TRIAL DESIGN: Human papillomavirus infection causes verruca vulgaris. CDK9 inhibitor FIT039 inhibits DNA virus proliferation in animal models. We conducted a multicenter, single-blind, placebo-controlled, randomized phase I/II clinical trial evaluating the safety and efficacy of FIT039 against verruca vulgaris. METHODS: Target lesions were treated with liquid nitrogen once, and a FIT039 patch or placebo patch was applied for 14 days. The primary endpoint was lesion disappearance.

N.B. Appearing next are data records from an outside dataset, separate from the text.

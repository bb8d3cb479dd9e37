/// Card, Suit and Value.
mod card;
/// Export the card types.
pub use self::card::{Card, Suit, Value, DECK_SIZE};

/// A set of cards backed by a single u64.
mod card_bit_set;
/// Export `CardBitSet`
pub use self::card_bit_set::{CardBitSet, CardBitSetIter};

/// Two hole cards.
mod pocket;
/// Export `Pocket`
pub use self::pocket::Pocket;

/// Everything that can go wrong reading cards.
mod error;
/// Export `CardParseError`
pub use self::error::CardParseError;

/// Hand ranking.
mod rank;
/// Export the trait and the results.
pub use self::rank::{CoreRank, Rank, Rankable};

/// Combinations of cards.
mod card_iter;
/// Export `CardIter`
pub use self::card_iter::CardIter;
//! Strategies turn a [`DecisionContext`] into the action to take.
//!
//! [`V2Strategy`] works out how strong the hand is, runs the rule engine
//! over it and sizes whatever bet the rules settle on. It also carries the
//! little state a player keeps between decisions: steam from bad beats and
//! how much the current pre-flop raiser looks like a thief.

#[cfg(feature = "serde")]
mod config;
mod strengths;

use std::fmt;

use rand::{SeedableRng, rngs::StdRng};
use tracing::{debug, instrument};

#[cfg(feature = "serde")]
pub use self::config::{StrategyConfig, StrategyConfigError};
pub use self::strengths::hand_strengths;

use crate::ai::bet_range::{BetContext, BetRange};
use crate::ai::board_cache::PocketCaches;
use crate::ai::context::{
    ActionKind, BettingRound, DecisionContext, PlayerAction, PositionCategory, PotStatus,
};
use crate::ai::errors::Result;
use crate::ai::hand_selection::HandSelectionScheme;
use crate::ai::opponent_model::OpponentModel;
use crate::ai::rule_engine::{
    AccumulationPolicy, Mood, Outcome, Personality, RuleEngine, RuleInputs,
};
use crate::core::Pocket;

/// The kinds of strategy there are.
#[cfg_attr(feature = "serde", derive(serde::Serialize, serde::Deserialize))]
#[derive(Debug, Clone, Copy, PartialEq, Eq, Hash)]
pub enum StrategyKind {
    V2,
}

impl fmt::Display for StrategyKind {
    fn fmt(&self, f: &mut fmt::Formatter<'_>) -> fmt::Result {
        match self {
            StrategyKind::V2 => f.write_str("v2"),
        }
    }
}

/// What a strategy decided and why.
#[derive(Debug, Clone, PartialEq)]
pub struct Decision {
    pub action: PlayerAction,
    /// The rule outcome the action came from.
    pub outcome: Outcome,
    /// Chips put in on top of the call. Zero unless betting or raising.
    pub amount: u32,
    pub explanation: String,
}

/// Another player's action, as seen from this seat.
#[derive(Debug, Clone, Copy, PartialEq, Eq)]
pub struct ObservedAction {
    pub round: BettingRound,
    /// The pot status before the action.
    pub pot_status: PotStatus,
    pub position: PositionCategory,
    pub is_button: bool,
    pub kind: ActionKind,
    pub amount: u32,
    /// Chips in the pot.
    pub pot: u32,
}

/// A player's decision making.
///
/// The table tells the strategy when a hand starts and ends and what the
/// other players do, and asks it for a decision whenever it's this player's
/// turn.
pub trait Strategy: Send {
    fn kind(&self) -> StrategyKind;

    /// A new hand was dealt. Called before any action of the hand is
    /// observed.
    fn start_hand(&mut self, pocket: Pocket);

    fn decide(&mut self, ctx: &DecisionContext<'_>) -> Result<Decision>;

    /// Watch another player act. `model` is that player's opponent model.
    fn player_acted(&mut self, action: &ObservedAction, model: &mut OpponentModel);

    /// The hand is over. `bad_beat` is how badly this player lost a hand
    /// they were favoured in, zero if they didn't.
    fn end_hand(&mut self, bad_beat: f32);
}

/// Weighted rules with opponent modelling.
#[derive(Debug)]
pub struct V2Strategy {
    personality: Personality,
    randomize: bool,
    hand_selection: Option<HandSelectionScheme>,
    caches: PocketCaches,
    engine: RuleEngine,
    rng: StdRng,
    mood: Mood,
    pocket: Option<Pocket>,
}

impl V2Strategy {
    /// A strategy with the default accumulation policy that draws heads-up
    /// tactics at random. Without a seed the generator is seeded from the
    /// thread's generator.
    pub fn new(personality: Personality, seed: Option<u64>) -> Self {
        let rng = match seed {
            Some(seed) => StdRng::seed_from_u64(seed),
            None => StdRng::from_rng(&mut rand::rng()),
        };
        Self {
            personality,
            randomize: true,
            hand_selection: None,
            caches: PocketCaches::new(),
            engine: RuleEngine::default(),
            rng,
            mood: Mood::default(),
            pocket: None,
        }
    }

    pub fn with_accumulation(mut self, policy: AccumulationPolicy) -> Self {
        self.engine = RuleEngine::new(policy);
        self
    }

    pub fn with_randomize(mut self, randomize: bool) -> Self {
        self.randomize = randomize;
        self
    }

    /// Starting hand groups used instead of the bias tables. Schemes
    /// without any hands are ignored.
    pub fn with_hand_selection(mut self, scheme: Option<HandSelectionScheme>) -> Self {
        self.hand_selection = scheme;
        self
    }

    pub fn personality(&self) -> &Personality {
        &self.personality
    }

    pub fn mood(&self) -> Mood {
        self.mood
    }

    /// The engine as the last decision left it.
    pub fn engine(&self) -> &RuleEngine {
        &self.engine
    }

    /// Chips to bet or raise by for the range the rules picked.
    fn size_bet(&mut self, ctx: &DecisionContext<'_>, range: &BetRange) -> u32 {
        let bet_ctx = BetContext::from_decision(ctx);
        let room = ctx.player.chips.saturating_sub(ctx.to_call);
        let amount = if ctx.limit {
            ctx.min_raise
        } else {
            range.choose_bet_amount(&bet_ctx, &mut self.rng)
        };
        amount.min(room)
    }

    fn explain(&self, ctx: &DecisionContext<'_>, outcome: Outcome, amount: u32) -> String {
        if let Some(mix) = self.engine.outcome() {
            return mix.to_html(1);
        }
        if amount == 0 {
            return outcome.to_string();
        }
        let bet_ctx = BetContext::from_decision(ctx);
        format!("{outcome} {}", self.engine.bet_range().describe(&bet_ctx, false))
    }
}

impl Strategy for V2Strategy {
    fn kind(&self) -> StrategyKind {
        StrategyKind::V2
    }

    fn start_hand(&mut self, pocket: Pocket) {
        self.pocket = Some(pocket);
        self.mood.steal_suspicion = 0.0;
    }

    #[instrument(
        level = "debug",
        skip(self, ctx),
        fields(round = %ctx.round, player = %ctx.player.name, pocket = %ctx.pocket)
    )]
    fn decide(&mut self, ctx: &DecisionContext<'_>) -> Result<Decision> {
        if self.pocket != Some(ctx.pocket) {
            self.start_hand(ctx.pocket);
        }

        let hand = hand_strengths(&mut self.caches, ctx, self.hand_selection.as_ref())?;
        let inputs = RuleInputs {
            ctx,
            hand,
            personality: &self.personality,
            mood: self.mood,
            randomize: self.randomize,
        };
        let outcome = self.engine.execute(&inputs, &mut self.rng)?;

        let (action, amount) = match self.engine.action() {
            PlayerAction::Raise(_) => {
                let range = self.engine.bet_range().clone();
                match self.size_bet(ctx, &range) {
                    0 if ctx.to_call == 0 => (PlayerAction::Check, 0),
                    0 => (PlayerAction::Call, 0),
                    amount => (PlayerAction::Raise(amount), amount),
                }
            }
            PlayerAction::Fold | PlayerAction::Check | PlayerAction::Call
                if ctx.to_call == 0 =>
            {
                (PlayerAction::Check, 0)
            }
            PlayerAction::Check => (PlayerAction::Fold, 0),
            action => (action, 0),
        };

        let decision = Decision {
            action,
            outcome,
            amount,
            explanation: self.explain(ctx, outcome, amount),
        };
        debug!(
            action = ?decision.action,
            outcome = %decision.outcome,
            raw = hand.raw,
            biased = hand.biased,
            pre_flop = hand.pre_flop,
            "decided"
        );
        Ok(decision)
    }

    fn player_acted(&mut self, action: &ObservedAction, model: &mut OpponentModel) {
        if action.round != BettingRound::PreFlop {
            if action.kind.is_aggressive() && action.amount > action.pot / 2 {
                model.note_overbet_pot_post_flop();
            }
            return;
        }

        if action.pot_status == PotStatus::NoPotAction {
            // The first raise in could be a blind steal.
            if action.kind.is_aggressive() {
                self.mood.steal_suspicion = match action.position {
                    PositionCategory::Middle => 0.03,
                    PositionCategory::Late if action.is_button => 0.10,
                    PositionCategory::Late => 0.08,
                    PositionCategory::Small => 0.12,
                    PositionCategory::Early | PositionCategory::Big => self.mood.steal_suspicion,
                };
            }
            return;
        }

        match action.kind {
            ActionKind::Raise | ActionKind::Bet => self.mood.steal_suspicion = 0.0,
            ActionKind::Call => {
                // Calling a steal at a poor price means a real hand behind.
                if action.amount == 0 || (action.pot as f32 / action.amount as f32) < 3.0 {
                    self.mood.steal_suspicion = 0.0;
                } else {
                    self.mood.steal_suspicion /= 2.0;
                }
            }
            ActionKind::Fold | ActionKind::Check => {}
        }
    }

    fn end_hand(&mut self, bad_beat: f32) {
        self.mood.steam = if bad_beat > 0.0 {
            (self.mood.steam + bad_beat.ln()).max(0.0)
        } else {
            self.mood.steam * 0.5
        };
        debug!(steam = self.mood.steam, "hand over");
    }
}
use tracing::{instrument, trace};

use crate::core::{Card, CardBitSet, Pocket};

use super::errors::Result;
use super::pocket_matrix::PocketMatrix;
use super::pocket_scores::PocketScores;

/// Raw hand strength of every pocket on one board.
///
/// Raw strength is the share of opponent holdings a pocket beats right now,
/// counting a tie as half a win. Nothing about future cards goes into it.
#[derive(Debug, Clone)]
pub struct PocketRanks {
    community: CardBitSet,
    strengths: PocketMatrix<f32>,
}

impl PocketRanks {
    pub fn new(community: CardBitSet) -> Result<Self> {
        let scores = PocketScores::new(community)?;
        Ok(Self::from_scores(&scores))
    }

    /// Compare every live pocket against every live opponent holding.
    #[instrument(level = "trace", skip(scores), fields(community = %scores.community()))]
    pub fn from_scores(scores: &PocketScores) -> Self {
        let community = scores.community();
        let live: Vec<(Pocket, u64, u32)> = scores
            .matrix()
            .iter()
            .filter(|(p, _)| p.is_disjoint(&community))
            .map(|(p, s)| (p, p.to_set().bits(), *s))
            .collect();

        let mut strengths = PocketMatrix::default();
        for (pocket, bits, score) in live.iter() {
            let (mut wins, mut ties, mut total) = (0u32, 0u32, 0u32);
            for (_, other_bits, other_score) in live.iter() {
                if bits & other_bits != 0 {
                    continue;
                }
                total += 1;
                match (*score).cmp(other_score) {
                    std::cmp::Ordering::Greater => wins += 1,
                    std::cmp::Ordering::Equal => ties += 1,
                    std::cmp::Ordering::Less => {}
                }
            }
            if total > 0 {
                let hs = (wins as f32 + ties as f32 / 2.0) / total as f32;
                strengths.set_pocket(pocket, hs);
            }
        }
        trace!(live = live.len(), "computed raw hand strengths");
        Self {
            community,
            strengths,
        }
    }

    pub fn community(&self) -> CardBitSet {
        self.community
    }

    /// Share of opponent holdings this pocket beats, ties counting half.
    pub fn raw_hand_strength(&self, pocket: &Pocket) -> f32 {
        self.strengths.get_pocket(pocket)
    }

    pub fn raw_hand_strength_cards(&self, a: Card, b: Card) -> f32 {
        self.strengths.get_cards(a, b)
    }

    pub fn raw_hand_strength_indices(&self, i: usize, j: usize) -> f32 {
        self.strengths.get(i, j)
    }
}

#[cfg(test)]
mod tests {
    use super::*;
    use crate::ai::AiError;

    fn board(s: &str) -> CardBitSet {
        CardBitSet::from_str_cards(s).unwrap()
    }

    fn pocket(s: &str) -> Pocket {
        Pocket::from_str_cards(s).unwrap()
    }

    #[test]
    fn test_rejects_pre_flop() {
        assert_eq!(
            AiError::InvalidCommunity(0),
            PocketRanks::new(CardBitSet::new()).unwrap_err()
        );
        assert_eq!(
            AiError::InvalidCommunity(2),
            PocketRanks::new(board("AsKh")).unwrap_err()
        );
    }

    #[test]
    fn test_royal_flush_is_near_certain() {
        let ranks = PocketRanks::new(board("KsQsJs")).unwrap();
        assert!(ranks.raw_hand_strength(&pocket("AsTs")) > 0.95);
    }

    #[test]
    fn test_nothing_on_dry_board() {
        let ranks = PocketRanks::new(board("AsKh7d")).unwrap();
        assert!(ranks.raw_hand_strength(&pocket("3c2c")) < 0.10);
    }

    #[test]
    fn test_drawing_dead_on_trips_board() {
        let ranks = PocketRanks::new(board("7s7h7dKc2s")).unwrap();
        let hs = ranks.raw_hand_strength(&pocket("3c4d"));
        assert!(hs < 0.15, "hs = {hs}");
    }

    #[test]
    fn test_middle_pair() {
        let ranks = PocketRanks::new(board("As7h4d")).unwrap();
        let hs = ranks.raw_hand_strength(&pocket("7c6c"));
        assert!((0.50..=0.85).contains(&hs), "hs = {hs}");
    }

    #[test]
    fn test_every_value_in_range_and_symmetric() {
        let ranks = PocketRanks::new(board("9h8h2cKd")).unwrap();
        for p in Pocket::all() {
            let lo = p.low().index();
            let hi = p.high().index();
            let v = ranks.raw_hand_strength_indices(lo, hi);
            assert!((0.0..=1.0).contains(&v));
            assert_eq!(v, ranks.raw_hand_strength_indices(hi, lo));
        }
    }

    #[test]
    fn test_nuts_on_river() {
        // Broadway straight with no flush possible.
        let ranks = PocketRanks::new(board("AsKhQd2c3h")).unwrap();
        let nuts = ranks.raw_hand_strength_cards(
            Card::try_from("Jc").unwrap(),
            Card::try_from("Td").unwrap(),
        );
        assert!(nuts > 0.99);
    }

    #[test]
    fn test_board_cards_read_zero() {
        let ranks = PocketRanks::new(board("AsKhQd")).unwrap();
        assert_eq!(0.0, ranks.raw_hand_strength(&pocket("AsAd")));
    }
}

The secondary endpoints were safety and changes in dimension, cross-sectional area, and the number of petechial lesions. RESULTS: A total of 24 participants were randomly allocated to the FIT039 (n = 13, median age, 54 years) and placebo (n = 11, median age, 62 years) groups. Verruca vulgaris did not disappear. FIT039 decreased the dimension to 76% of the initial value on day 29, followed by an increase to 98% on day 57. Placebo showed a monotonic increase to 107% on day 57. Changes in the cross-sectional area and petechiae number were comparable between the groups. CONCLUSIONS: No drug-related adverse reactions occurred. FIT039 efficacy was not determined in this study.